Results: YopD associates with 30 S ribosomal particles, and YopD, LcrH, and YscM1 block yopQ mRNA translation.
Conclusion: In response to environmental signals, Yersinia prevent yopQ expression by blocking the translation of its transcripts.
Significance: These results demonstrate translational regulation for the Yersinia type III secretion pathway.
Keywords: Bacterial Pathogenesis, mRNA, Ribosomes, Secretion, Translation Regulation
Abstract
Yersinia enterocolitica type III secretion machines transport YopQ and other Yop effectors into host immune cells. YopD and its chaperone LcrH are essential components of the Yersinia type III pathway, enabling effector translocation into host cells. YopD, LcrH, and YscM1 also regulate yop expression post-transcriptionally in response to environmental signals; however, the molecular mechanisms for this regulation and Yop secretion are unknown. We show here that YopD associates with 30 S ribosomal particles in a manner requiring LcrH. When added to ribosomes, YopD, LcrH, and YscM1 block the translation of yopQ mRNA. We propose a model whereby LcrH-dependent association of YopD with 30 S ribosomal particles enables YscM1 to block yopQ translation unless type III machines are induced to secrete the effector.
Introduction
Yersinia enterocolitica and other pathogenic Yersinia species (Yersinia pestis and Yersinia pseudotuberculosis) require the 70-kb virulence plasmid-encoded type III secretion pathway to cause disease (1). During infection, Yersinia deploy type III secretion machines to inject Yop effectors (YopE, YopH, YopM, YopO, YopP, YopQ, and YopT) into host immune cells (2, 3). The type III pathway is assembled from 25 Ysc (Yop secretion) factors that transport secretion substrates across the bacterial envelope and through needle complexes composed of YscF needle protein, LcrV cap protein, and YopD translocator (4, 5). In addition to LcrV and YopD, Yersinia translocation of effectors also requires YopB, which assembles with LcrV and YopD to form a membrane pore complex for effector translocation into host cells (6, 7).
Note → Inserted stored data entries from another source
//! Procedural speech - synthetic mouth motion without audio
//!
//! Three oscillators layered at syllable, word and phrase rate plus a little
//! noise. The syllable oscillator's phase is re-drawn at random syllable
//! boundaries so the rhythm never settles into an obvious loop.

use std::f32::consts::PI;

use rand::Rng;
use serde::{Deserialize, Serialize};
use visage_core::{VisageError, VisageResult, FRAME_DT, MOUTH_FUNNEL, MOUTH_OPEN, MOUTH_PUCKER};
use visage_rig::ChannelRegistry;

use crate::close_mouth;

/// Upper bound of the synthetic mouth opening
pub const MAX_SPEECH_OPEN: f32 = 0.85;

/// Amplitude of the per-frame noise term
pub const SPEECH_NOISE: f32 = 0.15;

/// How far speech time advances per tick
#[derive(Debug, Clone, Copy, PartialEq, Serialize, Deserialize)]
#[serde(tag = "kind", content = "value", rename_all = "snake_case")]
pub enum SpeechStep {
    /// Constant step per tick. Speech speed follows the refresh rate.
    Fixed(f32),
    /// The real frame delta
    RealDelta,
}

impl SpeechStep {
    pub fn resolve(&self, dt: f32) -> f32 {
        match *self {
            SpeechStep::Fixed(step) => step,
            SpeechStep::RealDelta => dt.max(0.0),
        }
    }
}

impl Default for SpeechStep {
    fn default() -> Self {
        SpeechStep::Fixed(FRAME_DT)
    }
}

/// Procedural driver configuration
#[derive(Debug, Clone, PartialEq, Serialize, Deserialize)]
#[serde(default)]
pub struct ProceduralConfig {
    pub step: SpeechStep,
    /// Minimum seconds between phase re-draws
    pub syllable_interval: f32,
}

impl Default for ProceduralConfig {
    fn default() -> Self {
        Self {
            step: SpeechStep::default(),
            syllable_interval: 0.15,
        }
    }
}

impl ProceduralConfig {
    pub fn validate(&self) -> VisageResult<()> {
        if let SpeechStep::Fixed(step) = self.step {
            if !(step > 0.0) {
                return Err(VisageError::invalid_config(
                    "procedural.step",
                    "fixed step must be positive",
                ));
            }
        }
        if !(self.syllable_interval > 0.0) {
            return Err(VisageError::invalid_config(
                "procedural.syllable_interval",
                "must be positive",
            ));
        }
        Ok(())
    }
}

/// State of one speaking session
#[derive(Debug, Clone, Copy, Default, PartialEq)]
pub struct SpeechState {
    pub time: f32,
    pub phase: f32,
    pub syllable_time: f32,
}

/// Mouth opening at speech time `time`
pub fn mouth_open(time: f32, phase: f32, noise: f32) -> f32 {
    let fast = (time * 18.0 + phase).sin() * 0.5 + 0.5;
    let medium = (time * 9.0).sin() * 0.5 + 0.5;
    let slow = (time * 4.0).sin() * 0.3 + 0.4;
    (fast * 0.35 + medium * 0.3 + slow * 0.25 + noise * 0.1).clamp(0.0, MAX_SPEECH_OPEN)
}

pub fn mouth_funnel(time: f32) -> f32 {
    ((time * 5.0).sin() * 0.15 + 0.15).max(0.0)
}

pub fn mouth_pucker(time: f32) -> f32 {
    ((time * 7.0 + 1.0).sin() * 0.1 + 0.1).max(0.0)
}

/// Oscillator-driven lip sync
#[derive(Debug, Clone, Default)]
pub struct ProceduralDriver {
    config: ProceduralConfig,
    state: SpeechState,
}

impl ProceduralDriver {
    pub fn new(config: ProceduralConfig) -> Self {
        Self {
            config,
            state: SpeechState::default(),
        }
    }

    pub fn state(&self) -> SpeechState {
        self.state
    }

    /// Advance one tick and write the mouth. Returns the mouth opening.
    pub fn tick<R: Rng + ?Sized>(
        &mut self,
        registry: &mut ChannelRegistry,
        dt: f32,
        rng: &mut R,
    ) -> f32 {
        let step = self.config.step.resolve(dt);
        let state = &mut self.state;
        state.time += step;
        state.syllable_time += step;

        let noise = rng.gen::<f32>() * SPEECH_NOISE;
        let open = mouth_open(state.time, state.phase, noise);
        registry.set_everywhere(MOUTH_OPEN, open);

        if state.syllable_time > self.config.syllable_interval && rng.gen_bool(0.5) {
            state.phase = rng.gen_range(0.0..PI);
            state.syllable_time = 0.0;
        }

        registry.set_everywhere(MOUTH_FUNNEL, mouth_funnel(state.time));
        registry.set_everywhere(MOUTH_PUCKER, mouth_pucker(state.time));
        open
    }

    /// Close the mouth at session end
    pub fn finish(&self, registry: &mut ChannelRegistry) {
        close_mouth(registry);
    }
}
Yersinia type III secretion is regulated in response to environmental signals; specifically a low calcium signal that bacteria perceive as assembled type III machines encounter either the cytoplasm of host cells (<1 μm Ca2+) or extracellular body fluids (>1.2 mm Ca2+) (8, 9). Under high calcium conditions (>70 μm Ca2+), Y. enterocolitica assembles type III machines with needle complexes but without active translocation pores (10). Although Yop effector genes are transcribed under these conditions, gene expression is blocked at a post-transcriptional step (11). This regulatory mechanism requires two mRNA sequence elements, AUAAA sequences in the 5′-UTR and coding sequence of yop mRNA as well as AU-rich elements immediately adjacent to the AUG start codon (12, 13). Using genetic approaches, yopD, lcrH, and yscM1/yscM2 were identified as factors required for post-transcriptional control of yop effector expression under high calcium conditions (11, 12). Nevertheless, earlier work left the mechanism by which Yersinia control the expression yop effector genes unresolved.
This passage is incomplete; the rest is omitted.